**Requirement**
Nothing below is to be printed except the lines between the line holding "self.target = swapped;" and the line holding "fn toy_decoder() ->", inclusive, each exactly as it appears.
--- Records for this exercise Enclosed Below ---
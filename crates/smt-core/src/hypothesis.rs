//! Candidate translations and their cached weighted score.

use std::cell::Cell;
use std::fmt;

use serde::{Deserialize, Serialize};

use crate::alignment::{Alignment, Link};
use crate::model::{LanguageModel, TranslationModel};

/// Weights of the three score components.
#[derive(Debug, Clone, Copy, PartialEq, Serialize, Deserialize)]
pub struct ScoreWeights {
    pub lm: f64,
    pub translation: f64,
    pub length: f64,
}

impl Default for ScoreWeights {
    fn default() -> Self {
        crate::settings::settings().weights
    }
}

/// How the target length enters the score.
#[derive(Debug, Clone, Copy, Default, PartialEq, Eq, Serialize, Deserialize)]
#[serde(rename_all = "lowercase")]
pub enum LengthBias {
    /// The target length itself.
    #[default]
    Linear,
    /// ln(length); an empty target counts as length 1.
    Log,
}

impl LengthBias {
    fn term(self, len: usize) -> f64 {
        match self {
            LengthBias::Linear => len as f64,
            LengthBias::Log => (len.max(1) as f64).ln(),
        }
    }
}

/// Unweighted score components of a hypothesis.
#[derive(Debug, Clone, Copy, PartialEq, Serialize)]
pub struct ScoreParts {
    pub lm_log_prob: f64,
    pub translation_log_prob: f64,
    pub length_term: f64,
}

impl ScoreParts {
    /// Weighted sum. A zero weight drops its component entirely, so an
    /// infinite component cannot turn the total into NaN.
    pub fn total(&self, w: &ScoreWeights) -> f64 {
        weighted(w.lm, self.lm_log_prob)
            + weighted(w.translation, self.translation_log_prob)
            + weighted(w.length, self.length_term)
    }
}

fn weighted(weight: f64, value: f64) -> f64 {
    if weight == 0.0 {
        0.0
    } else {
        weight * value
    }
}

/// Everything a hypothesis needs to score itself during one decode call.
pub struct SearchContext<'a> {
    source: &'a [String],
    lm: &'a dyn LanguageModel,
    tm: &'a dyn TranslationModel,
    weights: ScoreWeights,
    length_bias: LengthBias,
}

impl<'a> SearchContext<'a> {
    pub fn new(
        source: &'a [String],
        lm: &'a dyn LanguageModel,
        tm: &'a dyn TranslationModel,
        weights: ScoreWeights,
        length_bias: LengthBias,
    ) -> Self {
        Self {
            source,
            lm,
            tm,
            weights,
            length_bias,
        }
    }

    pub fn source(&self) -> &'a [String] {
        self.source
    }

    pub fn weights(&self) -> &ScoreWeights {
        &self.weights
    }

    fn score_parts(&self, target: &[String], alignment: &Alignment) -> ScoreParts {
        ScoreParts {
            lm_log_prob: self.lm.sentence_log_probability(target),
            translation_log_prob: self
                .tm
                .alignment_log_probability(target, self.source, alignment),
            length_term: self.length_bias.term(target.len()),
        }
    }
}

/// A (target sentence, alignment) pair with a lazily recomputed score.
///
/// Every mutation clears the cached score; `score()` recomputes on demand.
/// The search clones a base hypothesis per trial and mutates the clone.
#[derive(Clone)]
pub struct Hypothesis<'a> {
    ctx: &'a SearchContext<'a>,
    target: Vec<String>,
    alignment: Alignment,
    cache: Cell<Option<ScoreParts>>,
}

impl<'a> Hypothesis<'a> {
    /// Empty target with no alignment pairs.
    pub fn new(ctx: &'a SearchContext<'a>) -> Self {
        Self::from_parts(ctx, Vec::new(), Alignment::new())
    }

    pub fn from_parts(ctx: &'a SearchContext<'a>, target: Vec<String>, alignment: Alignment) -> Self {
        Self {
            ctx,
            target,
            alignment,
            cache: Cell::new(None),
        }
    }

    pub fn source(&self) -> &'a [String] {
        self.ctx.source
    }

    pub fn target(&self) -> &[String] {
        &self.target
    }

    pub fn into_target(self) -> Vec<String> {
        self.target
    }

    pub fn alignment(&self) -> &Alignment {
        &self.alignment
    }

    pub fn len(&self) -> usize {
        self.target.len()
    }

    pub fn is_empty(&self) -> bool {
        self.target.is_empty()
    }

    pub fn target_aligned_to(&self, source: usize) -> Link {
        self.alignment.target_aligned_to(source)
    }

    pub fn fertility(&self, link: Link) -> usize {
        match link {
            Link::Target(t) => self.alignment.fertility(t),
            Link::Null => self.alignment.sources_aligned_to(Link::Null).len(),
        }
    }

    pub fn parts(&self) -> ScoreParts {
        if let Some(parts) = self.cache.get() {
            return parts;
        }
        let parts = self.ctx.score_parts(&self.target, &self.alignment);
        self.cache.set(Some(parts));
        parts
    }

    pub fn score(&self) -> f64 {
        self.parts().total(&self.ctx.weights)
    }

    fn invalidate(&mut self) {
        self.cache.set(None);
    }

    pub fn align(&mut self, link: Link, source: usize) {
        self.alignment.add_pair(link, source);
        self.invalidate();
    }

    /// Append `word` covering `source`, or a NULL link when `word` is `None`.
    pub fn push_seed(&mut self, source: usize, word: Option<&str>) {
        match word {
            Some(w) => {
                self.alignment.add_pair(Link::Target(self.target.len()), source);
                self.target.push(w.to_string());
            }
            None => self.alignment.add_pair(Link::Null, source),
        }
        self.invalidate();
    }

    pub fn set_word(&mut self, index: usize, word: &str) {
        self.target[index] = word.to_string();
        self.invalidate();
    }

    /// Insert `word` at `index`, optionally covering `source`.
    pub fn insert_word(&mut self, index: usize, word: &str, source: Option<usize>) {
        self.target.insert(index, word.to_string());
        self.alignment.shift_on_insert_at(index);
        if let Some(s) = source {
            self.alignment.add_pair(Link::Target(index), s);
        }
        self.invalidate();
    }

    /// Delete the word at `index`; its sources move to `reassign_to`
    /// (post-deletion numbering).
    pub fn delete_word(&mut self, index: usize, reassign_to: Link) {
        self.target.remove(index);
        self.alignment.shift_on_delete_at(index, reassign_to);
        self.invalidate();
    }

    /// Exchange the target ranges `[i1,i2]` and `[j1,j2]`.
    ///
    /// # Panics
    ///
    /// Panics unless `i1 <= i2 < j1 <= j2 < len`.
    pub fn swap(&mut self, i1: usize, i2: usize, j1: usize, j2: usize) {
        assert!(
            j2 < self.target.len(),
            "swap range [{j1},{j2}] past target length {}",
            self.target.len()
        );
        self.alignment.swap_ranges(i1, i2, j1, j2);
        let mut swapped = Vec::with_capacity(self.target.len());
        swapped.extend_from_slice(&self.target[..i1]);
        swapped.extend_from_slice(&self.target[j1..=j2]);
        swapped.extend_from_slice(&self.target[i2 + 1..j1]);
        swapped.extend_from_slice(&self.target[i1..=i2]);
        swapped.extend_from_slice(&self.target[j2 + 1..]);
        self.target = swapped;
        self.invalidate();
    }
}

impl fmt::Debug for Hypothesis<'_> {
    fn fmt(&self, f: &mut fmt::Formatter<'_>) -> fmt::Result {
        f.debug_struct("Hypothesis")
            .field("target", &self.target)
            .field("alignment", &self.alignment)
            .field("cache", &self.cache.get())
            .finish()
    }
}

impl fmt::Display for Hypothesis<'_> {
    fn fmt(&self, f: &mut fmt::Formatter<'_>) -> fmt::Result {
        for (i, word) in self.target.iter().enumerate() {
            write!(f, "(e{i}){word} ")?;
        }
        write!(f, "| {}", self.alignment)
    }
}
use std::sync::Arc;

use super::*;
use crate::hypothesis::{LengthBias, ScoreWeights};
use crate::model::NULL_WORD;
use crate::testutil::{words, BigramLm, TableTm};
use crate::zero_fertility::ZeroFertilityVocab;

mod operators;
mod scenarios;

fn config() -> DecoderConfig {
    DecoderConfig {
        weights: ScoreWeights {
            lm: 2.0,
            translation: 1.0,
            length: 1.1,
        },
        n_most_likely: 10,
        max_segment_len: 3,
        length_bias: LengthBias::Linear,
    }
}

/// French-to-English toy table; serves as both forward scorer and
/// candidate source.
fn toy_table() -> TableTm {
    TableTm::default()
        .with("the", "le", 0.9)
        .with(NULL_WORD, "le", 0.05)
        .with("cat", "chat", 0.9)
        .with("black", "noir", 0.9)
        .with("dark", "noir", 0.05)
        .with("he", "il", 0.9)
        .with("sleeps", "dort", 0.6)
        .with("sleeping", "dort", 0.3)
        .with(NULL_WORD, "ne", 0.9)
        .with("dog", "chien", 0.9)
}

fn toy_lm() -> BigramLm {
    BigramLm::default()
        .with_sentence(&["the", "black", "cat"], -0.5)
        .with_sentence(&["he", "sleeps"], -0.5)
        .with_sentence(&["he", "is", "sleeping"], -0.4)
        .with_sentence(&["the", "dog"], -0.5)
}

fn decoder_with(lm: BigramLm, table: TableTm, zero_fertility: &[&str]) -> GreedyDecoder {
    let table = Arc::new(table);
    GreedyDecoder::new(
        Arc::new(lm),
        table.clone(),
        table.as_ref(),
        ZeroFertilityVocab::new(zero_fertility.iter().copied()),
        config(),
    )
}

fn toy_decoder() -> GreedyDecoder {
    decoder_with(toy_lm(), toy_table(), &["is", "of"])
}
--- End of Enclosed Records for this exercise ---
**Result for this task**
        self.target = swapped;
        self.invalidate();
    }
}

impl fmt::Debug for Hypothesis<'_> {
    fn fmt(&self, f: &mut fmt::Formatter<'_>) -> fmt::Result {
        f.debug_struct("Hypothesis")
            .field("target", &self.target)
            .field("alignment", &self.alignment)
            .field("cache", &self.cache.get())
            .finish()
    }
}

impl fmt::Display for Hypothesis<'_> {
    fn fmt(&self, f: &mut fmt::Formatter<'_>) -> fmt::Result {
        for (i, word) in self.target.iter().enumerate() {
            write!(f, "(e{i}){word} ")?;
        }
        write!(f, "| {}", self.alignment)
    }
}
use std::sync::Arc;

use super::*;
use crate::hypothesis::{LengthBias, ScoreWeights};
use crate::model::NULL_WORD;
use crate::testutil::{words, BigramLm, TableTm};
use crate::zero_fertility::ZeroFertilityVocab;

mod operators;
mod scenarios;

fn config() -> DecoderConfig {
    DecoderConfig {
        weights: ScoreWeights {
            lm: 2.0,
            translation: 1.0,
            length: 1.1,
        },
        n_most_likely: 10,
        max_segment_len: 3,
        length_bias: LengthBias::Linear,
    }
}

/// French-to-English toy table; serves as both forward scorer and
/// candidate source.
fn toy_table() -> TableTm {
    TableTm::default()
        .with("the", "le", 0.9)
        .with(NULL_WORD, "le", 0.05)
        .with("cat", "chat", 0.9)
        .with("black", "noir", 0.9)
        .with("dark", "noir", 0.05)
        .with("he", "il", 0.9)
        .with("sleeps", "dort", 0.6)
        .with("sleeping", "dort", 0.3)
        .with(NULL_WORD, "ne", 0.9)
        .with("dog", "chien", 0.9)
}

fn toy_lm() -> BigramLm {
    BigramLm::default()
        .with_sentence(&["the", "black", "cat"], -0.5)
        .with_sentence(&["he", "sleeps"], -0.5)
        .with_sentence(&["he", "is", "sleeping"], -0.4)
        .with_sentence(&["the", "dog"], -0.5)
}

fn decoder_with(lm: BigramLm, table: TableTm, zero_fertility: &[&str]) -> GreedyDecoder {
    let table = Arc::new(table);
    GreedyDecoder::new(
        Arc::new(lm),
        table.clone(),
        table.as_ref(),
        ZeroFertilityVocab::new(zero_fertility.iter().copied()),
        config(),
    )
}

fn toy_decoder() -> GreedyDecoder {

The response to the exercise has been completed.